What to produce:
From the entries below, copy exactly the lines from the one that contains "ready for services." through the one that contains "pub fn from_debug_assertions()", both included, and only those.

Input records:
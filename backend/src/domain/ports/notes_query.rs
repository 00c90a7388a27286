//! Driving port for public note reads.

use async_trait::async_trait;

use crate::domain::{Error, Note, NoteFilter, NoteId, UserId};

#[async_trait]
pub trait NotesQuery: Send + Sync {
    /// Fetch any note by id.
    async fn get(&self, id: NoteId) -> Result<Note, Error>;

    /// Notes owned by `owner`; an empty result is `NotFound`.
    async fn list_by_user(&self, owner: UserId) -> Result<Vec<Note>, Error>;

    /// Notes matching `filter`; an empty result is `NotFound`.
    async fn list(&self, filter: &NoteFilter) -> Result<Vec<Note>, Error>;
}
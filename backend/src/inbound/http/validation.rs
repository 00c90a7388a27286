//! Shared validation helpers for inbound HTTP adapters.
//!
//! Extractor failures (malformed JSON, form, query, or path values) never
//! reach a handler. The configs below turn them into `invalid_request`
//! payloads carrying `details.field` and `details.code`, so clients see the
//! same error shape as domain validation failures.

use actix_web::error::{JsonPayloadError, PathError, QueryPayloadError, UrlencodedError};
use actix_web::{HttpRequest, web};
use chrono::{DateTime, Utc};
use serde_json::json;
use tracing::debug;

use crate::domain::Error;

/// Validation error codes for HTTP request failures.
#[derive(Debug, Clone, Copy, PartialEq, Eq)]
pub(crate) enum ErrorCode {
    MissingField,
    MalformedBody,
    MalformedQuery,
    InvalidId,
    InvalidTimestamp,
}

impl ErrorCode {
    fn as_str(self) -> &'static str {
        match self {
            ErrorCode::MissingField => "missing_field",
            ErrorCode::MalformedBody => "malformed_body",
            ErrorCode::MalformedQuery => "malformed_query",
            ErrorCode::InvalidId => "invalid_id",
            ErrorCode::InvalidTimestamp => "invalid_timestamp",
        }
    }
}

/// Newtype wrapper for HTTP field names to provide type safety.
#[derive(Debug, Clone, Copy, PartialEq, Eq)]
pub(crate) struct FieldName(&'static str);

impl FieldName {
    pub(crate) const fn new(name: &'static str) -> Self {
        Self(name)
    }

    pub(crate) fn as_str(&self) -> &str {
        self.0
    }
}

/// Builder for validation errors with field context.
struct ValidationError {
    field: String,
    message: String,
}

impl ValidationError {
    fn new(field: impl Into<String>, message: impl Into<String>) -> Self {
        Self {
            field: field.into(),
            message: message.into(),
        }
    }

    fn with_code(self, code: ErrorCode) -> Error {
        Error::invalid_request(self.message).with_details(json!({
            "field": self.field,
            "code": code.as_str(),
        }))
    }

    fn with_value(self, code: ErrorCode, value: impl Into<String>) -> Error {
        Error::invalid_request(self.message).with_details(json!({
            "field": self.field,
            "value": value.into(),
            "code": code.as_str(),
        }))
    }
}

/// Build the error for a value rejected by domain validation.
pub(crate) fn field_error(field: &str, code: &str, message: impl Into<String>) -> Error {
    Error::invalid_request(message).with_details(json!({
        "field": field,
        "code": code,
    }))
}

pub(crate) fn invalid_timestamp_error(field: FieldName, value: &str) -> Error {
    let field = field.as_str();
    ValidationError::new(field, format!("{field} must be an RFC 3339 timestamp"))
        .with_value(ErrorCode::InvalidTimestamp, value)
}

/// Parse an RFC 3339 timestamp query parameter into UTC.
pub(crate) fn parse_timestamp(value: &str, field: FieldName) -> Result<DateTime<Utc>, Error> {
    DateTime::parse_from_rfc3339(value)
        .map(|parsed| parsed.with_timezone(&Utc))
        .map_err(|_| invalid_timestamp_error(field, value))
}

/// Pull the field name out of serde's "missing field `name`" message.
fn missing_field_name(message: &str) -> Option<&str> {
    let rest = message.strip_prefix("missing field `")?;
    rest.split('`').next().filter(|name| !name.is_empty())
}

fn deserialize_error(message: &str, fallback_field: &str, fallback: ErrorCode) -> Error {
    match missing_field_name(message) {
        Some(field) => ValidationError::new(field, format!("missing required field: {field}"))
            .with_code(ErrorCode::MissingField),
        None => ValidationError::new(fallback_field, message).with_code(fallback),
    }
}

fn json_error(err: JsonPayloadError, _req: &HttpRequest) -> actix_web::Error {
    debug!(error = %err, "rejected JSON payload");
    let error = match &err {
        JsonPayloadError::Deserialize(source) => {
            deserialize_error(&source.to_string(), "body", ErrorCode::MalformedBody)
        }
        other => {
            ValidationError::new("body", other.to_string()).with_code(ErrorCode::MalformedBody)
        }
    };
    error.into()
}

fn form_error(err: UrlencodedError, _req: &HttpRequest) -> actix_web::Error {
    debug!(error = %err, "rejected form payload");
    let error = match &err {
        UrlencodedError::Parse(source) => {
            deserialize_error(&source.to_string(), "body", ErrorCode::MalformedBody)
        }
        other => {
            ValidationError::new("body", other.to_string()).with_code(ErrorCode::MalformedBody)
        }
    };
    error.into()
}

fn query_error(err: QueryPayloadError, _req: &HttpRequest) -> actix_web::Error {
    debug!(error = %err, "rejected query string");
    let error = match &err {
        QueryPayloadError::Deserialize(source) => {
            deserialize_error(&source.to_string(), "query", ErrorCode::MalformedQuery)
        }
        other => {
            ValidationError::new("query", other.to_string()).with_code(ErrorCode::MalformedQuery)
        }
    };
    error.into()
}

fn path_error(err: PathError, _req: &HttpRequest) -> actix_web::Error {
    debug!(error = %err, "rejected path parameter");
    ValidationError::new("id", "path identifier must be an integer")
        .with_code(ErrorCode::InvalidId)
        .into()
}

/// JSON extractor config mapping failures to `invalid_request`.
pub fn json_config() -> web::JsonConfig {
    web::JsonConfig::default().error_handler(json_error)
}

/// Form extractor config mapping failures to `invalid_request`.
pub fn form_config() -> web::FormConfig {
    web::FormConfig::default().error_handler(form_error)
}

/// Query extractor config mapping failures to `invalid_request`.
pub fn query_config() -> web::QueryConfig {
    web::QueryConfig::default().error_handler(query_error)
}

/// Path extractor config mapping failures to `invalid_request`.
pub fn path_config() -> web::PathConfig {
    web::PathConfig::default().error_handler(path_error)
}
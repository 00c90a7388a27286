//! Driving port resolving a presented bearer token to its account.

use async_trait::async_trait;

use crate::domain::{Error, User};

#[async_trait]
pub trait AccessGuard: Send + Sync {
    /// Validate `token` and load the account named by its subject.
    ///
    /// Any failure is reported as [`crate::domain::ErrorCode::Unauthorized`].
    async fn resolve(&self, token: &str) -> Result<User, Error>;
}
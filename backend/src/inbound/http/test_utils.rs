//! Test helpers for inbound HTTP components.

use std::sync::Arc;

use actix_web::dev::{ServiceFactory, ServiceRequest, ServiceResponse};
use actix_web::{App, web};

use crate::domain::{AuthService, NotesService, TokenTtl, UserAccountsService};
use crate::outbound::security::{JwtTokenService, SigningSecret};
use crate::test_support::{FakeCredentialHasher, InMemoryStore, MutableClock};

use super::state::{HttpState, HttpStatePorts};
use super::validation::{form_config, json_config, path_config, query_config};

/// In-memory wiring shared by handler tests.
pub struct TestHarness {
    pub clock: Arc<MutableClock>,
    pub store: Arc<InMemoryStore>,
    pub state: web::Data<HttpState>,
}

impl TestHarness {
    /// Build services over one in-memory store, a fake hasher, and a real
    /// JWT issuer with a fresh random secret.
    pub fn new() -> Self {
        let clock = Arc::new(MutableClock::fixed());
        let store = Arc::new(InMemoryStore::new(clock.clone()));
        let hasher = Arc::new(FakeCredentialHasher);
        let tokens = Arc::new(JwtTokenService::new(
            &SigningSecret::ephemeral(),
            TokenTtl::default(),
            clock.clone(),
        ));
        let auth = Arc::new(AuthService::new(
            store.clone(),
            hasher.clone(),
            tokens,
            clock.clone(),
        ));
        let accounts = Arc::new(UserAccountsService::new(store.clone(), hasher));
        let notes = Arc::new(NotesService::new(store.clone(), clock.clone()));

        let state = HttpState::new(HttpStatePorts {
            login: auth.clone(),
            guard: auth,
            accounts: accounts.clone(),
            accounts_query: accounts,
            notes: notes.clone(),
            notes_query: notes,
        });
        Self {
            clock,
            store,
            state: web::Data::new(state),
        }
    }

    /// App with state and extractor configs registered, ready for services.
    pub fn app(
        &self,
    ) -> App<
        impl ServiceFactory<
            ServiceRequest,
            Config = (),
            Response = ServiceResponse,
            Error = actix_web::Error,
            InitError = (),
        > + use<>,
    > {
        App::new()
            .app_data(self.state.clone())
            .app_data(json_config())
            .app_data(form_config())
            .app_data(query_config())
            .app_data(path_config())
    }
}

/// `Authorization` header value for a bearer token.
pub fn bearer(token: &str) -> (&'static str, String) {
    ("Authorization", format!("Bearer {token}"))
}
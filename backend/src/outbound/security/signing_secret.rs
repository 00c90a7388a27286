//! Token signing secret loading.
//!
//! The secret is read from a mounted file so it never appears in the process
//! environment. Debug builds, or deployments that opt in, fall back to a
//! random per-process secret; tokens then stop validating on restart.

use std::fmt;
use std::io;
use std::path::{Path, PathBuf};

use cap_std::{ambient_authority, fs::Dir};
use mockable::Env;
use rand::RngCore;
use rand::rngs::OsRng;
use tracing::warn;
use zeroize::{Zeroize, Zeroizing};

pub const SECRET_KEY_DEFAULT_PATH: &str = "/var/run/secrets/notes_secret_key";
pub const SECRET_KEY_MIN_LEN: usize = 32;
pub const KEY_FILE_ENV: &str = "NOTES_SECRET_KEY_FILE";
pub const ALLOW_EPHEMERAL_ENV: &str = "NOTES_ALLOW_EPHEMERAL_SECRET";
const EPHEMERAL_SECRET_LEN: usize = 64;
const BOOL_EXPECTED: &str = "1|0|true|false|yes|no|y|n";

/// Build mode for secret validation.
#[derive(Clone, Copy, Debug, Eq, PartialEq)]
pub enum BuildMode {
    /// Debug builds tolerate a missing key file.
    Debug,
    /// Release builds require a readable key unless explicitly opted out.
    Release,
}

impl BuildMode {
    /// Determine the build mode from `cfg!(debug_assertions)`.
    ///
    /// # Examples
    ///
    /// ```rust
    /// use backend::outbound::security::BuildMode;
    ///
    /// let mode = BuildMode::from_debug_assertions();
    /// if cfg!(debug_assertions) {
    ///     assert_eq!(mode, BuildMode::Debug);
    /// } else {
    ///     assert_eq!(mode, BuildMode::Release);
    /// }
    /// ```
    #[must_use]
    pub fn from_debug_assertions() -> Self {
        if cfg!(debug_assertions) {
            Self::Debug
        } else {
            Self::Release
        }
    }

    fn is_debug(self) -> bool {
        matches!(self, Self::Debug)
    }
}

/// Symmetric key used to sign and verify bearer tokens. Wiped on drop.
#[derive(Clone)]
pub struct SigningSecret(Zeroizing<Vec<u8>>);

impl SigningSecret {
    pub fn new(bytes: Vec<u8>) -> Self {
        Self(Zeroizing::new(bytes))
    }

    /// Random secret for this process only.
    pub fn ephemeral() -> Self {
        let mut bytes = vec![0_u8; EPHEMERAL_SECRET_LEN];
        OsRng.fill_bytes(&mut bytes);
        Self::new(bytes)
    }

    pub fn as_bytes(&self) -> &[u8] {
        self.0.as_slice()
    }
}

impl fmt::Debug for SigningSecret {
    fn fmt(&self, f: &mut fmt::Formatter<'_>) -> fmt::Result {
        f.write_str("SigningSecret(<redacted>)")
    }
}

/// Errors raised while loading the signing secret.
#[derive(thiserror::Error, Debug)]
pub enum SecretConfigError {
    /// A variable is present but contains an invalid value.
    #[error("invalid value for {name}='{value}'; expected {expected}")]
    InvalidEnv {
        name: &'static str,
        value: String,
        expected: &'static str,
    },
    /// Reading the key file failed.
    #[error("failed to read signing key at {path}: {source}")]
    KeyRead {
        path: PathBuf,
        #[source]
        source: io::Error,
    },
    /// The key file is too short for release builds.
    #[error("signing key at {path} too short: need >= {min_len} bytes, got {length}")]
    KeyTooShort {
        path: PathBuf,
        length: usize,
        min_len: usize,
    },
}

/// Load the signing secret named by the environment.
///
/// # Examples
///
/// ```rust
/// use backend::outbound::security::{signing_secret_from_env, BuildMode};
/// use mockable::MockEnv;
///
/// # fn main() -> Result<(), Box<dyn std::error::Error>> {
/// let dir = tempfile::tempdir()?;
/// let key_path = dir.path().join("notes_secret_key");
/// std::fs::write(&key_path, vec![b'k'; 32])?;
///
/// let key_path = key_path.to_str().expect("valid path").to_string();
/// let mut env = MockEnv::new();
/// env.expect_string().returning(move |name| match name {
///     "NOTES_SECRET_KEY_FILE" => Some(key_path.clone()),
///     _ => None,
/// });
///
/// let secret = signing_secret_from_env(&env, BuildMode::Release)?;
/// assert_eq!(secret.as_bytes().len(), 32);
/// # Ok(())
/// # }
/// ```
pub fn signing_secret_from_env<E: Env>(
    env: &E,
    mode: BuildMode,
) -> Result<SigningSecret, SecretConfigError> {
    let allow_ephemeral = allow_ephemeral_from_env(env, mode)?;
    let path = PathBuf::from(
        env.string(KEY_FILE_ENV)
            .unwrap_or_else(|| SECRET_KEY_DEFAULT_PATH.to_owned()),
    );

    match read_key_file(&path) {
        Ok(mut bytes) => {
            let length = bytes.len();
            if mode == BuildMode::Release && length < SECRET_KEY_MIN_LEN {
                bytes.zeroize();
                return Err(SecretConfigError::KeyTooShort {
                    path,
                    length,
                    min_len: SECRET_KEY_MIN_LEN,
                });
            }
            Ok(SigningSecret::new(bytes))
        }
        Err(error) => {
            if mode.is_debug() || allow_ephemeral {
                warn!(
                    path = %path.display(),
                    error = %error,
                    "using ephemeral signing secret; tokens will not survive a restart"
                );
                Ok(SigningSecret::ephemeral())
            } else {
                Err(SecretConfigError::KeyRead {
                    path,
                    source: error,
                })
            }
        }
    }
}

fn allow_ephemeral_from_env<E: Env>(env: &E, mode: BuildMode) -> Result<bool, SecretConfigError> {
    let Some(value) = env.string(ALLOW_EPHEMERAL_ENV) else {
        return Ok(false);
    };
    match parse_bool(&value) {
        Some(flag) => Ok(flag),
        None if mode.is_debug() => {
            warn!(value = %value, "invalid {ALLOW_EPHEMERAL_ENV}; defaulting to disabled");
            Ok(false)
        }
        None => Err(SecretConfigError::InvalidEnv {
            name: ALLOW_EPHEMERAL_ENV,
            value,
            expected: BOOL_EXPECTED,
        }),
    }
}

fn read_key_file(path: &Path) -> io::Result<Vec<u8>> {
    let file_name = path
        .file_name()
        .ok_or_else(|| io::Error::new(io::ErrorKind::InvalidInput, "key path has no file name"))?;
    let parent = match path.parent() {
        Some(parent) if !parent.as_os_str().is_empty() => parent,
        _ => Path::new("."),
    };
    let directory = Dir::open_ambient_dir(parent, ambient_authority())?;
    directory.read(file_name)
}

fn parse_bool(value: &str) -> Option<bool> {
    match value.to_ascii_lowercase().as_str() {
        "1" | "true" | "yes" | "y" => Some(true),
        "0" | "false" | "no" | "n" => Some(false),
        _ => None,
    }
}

Solution for this problem:
    /// App with state and extractor configs registered, ready for services.
    pub fn app(
        &self,
    ) -> App<
        impl ServiceFactory<
            ServiceRequest,
            Config = (),
            Response = ServiceResponse,
            Error = actix_web::Error,
            InitError = (),
        > + use<>,
    > {
        App::new()
            .app_data(self.state.clone())
            .app_data(json_config())
            .app_data(form_config())
            .app_data(query_config())
            .app_data(path_config())
    }
}

/// `Authorization` header value for a bearer token.
pub fn bearer(token: &str) -> (&'static str, String) {
    ("Authorization", format!("Bearer {token}"))
}
filename backend/src/outbound/security/signing_secret.rs
repository 00c90a7388a27286
//! Token signing secret loading.
//!
//! The secret is read from a mounted file so it never appears in the process
//! environment. Debug builds, or deployments that opt in, fall back to a
//! random per-process secret; tokens then stop validating on restart.

use std::fmt;
use std::io;
use std::path::{Path, PathBuf};

use cap_std::{ambient_authority, fs::Dir};
use mockable::Env;
use rand::RngCore;
use rand::rngs::OsRng;
use tracing::warn;
use zeroize::{Zeroize, Zeroizing};

pub const SECRET_KEY_DEFAULT_PATH: &str = "/var/run/secrets/notes_secret_key";
pub const SECRET_KEY_MIN_LEN: usize = 32;
pub const KEY_FILE_ENV: &str = "NOTES_SECRET_KEY_FILE";
pub const ALLOW_EPHEMERAL_ENV: &str = "NOTES_ALLOW_EPHEMERAL_SECRET";
const EPHEMERAL_SECRET_LEN: usize = 64;
const BOOL_EXPECTED: &str = "1|0|true|false|yes|no|y|n";

/// Build mode for secret validation.
#[derive(Clone, Copy, Debug, Eq, PartialEq)]
pub enum BuildMode {
    /// Debug builds tolerate a missing key file.
    Debug,
    /// Release builds require a readable key unless explicitly opted out.
    Release,
}

impl BuildMode {
    /// Determine the build mode from `cfg!(debug_assertions)`.
    ///
    /// # Examples
    ///
    /// ```rust
    /// use backend::outbound::security::BuildMode;
    ///
    /// let mode = BuildMode::from_debug_assertions();
    /// if cfg!(debug_assertions) {
    ///     assert_eq!(mode, BuildMode::Debug);
    /// } else {
    ///     assert_eq!(mode, BuildMode::Release);
    /// }
    /// ```
    #[must_use]
    pub fn from_debug_assertions() -> Self {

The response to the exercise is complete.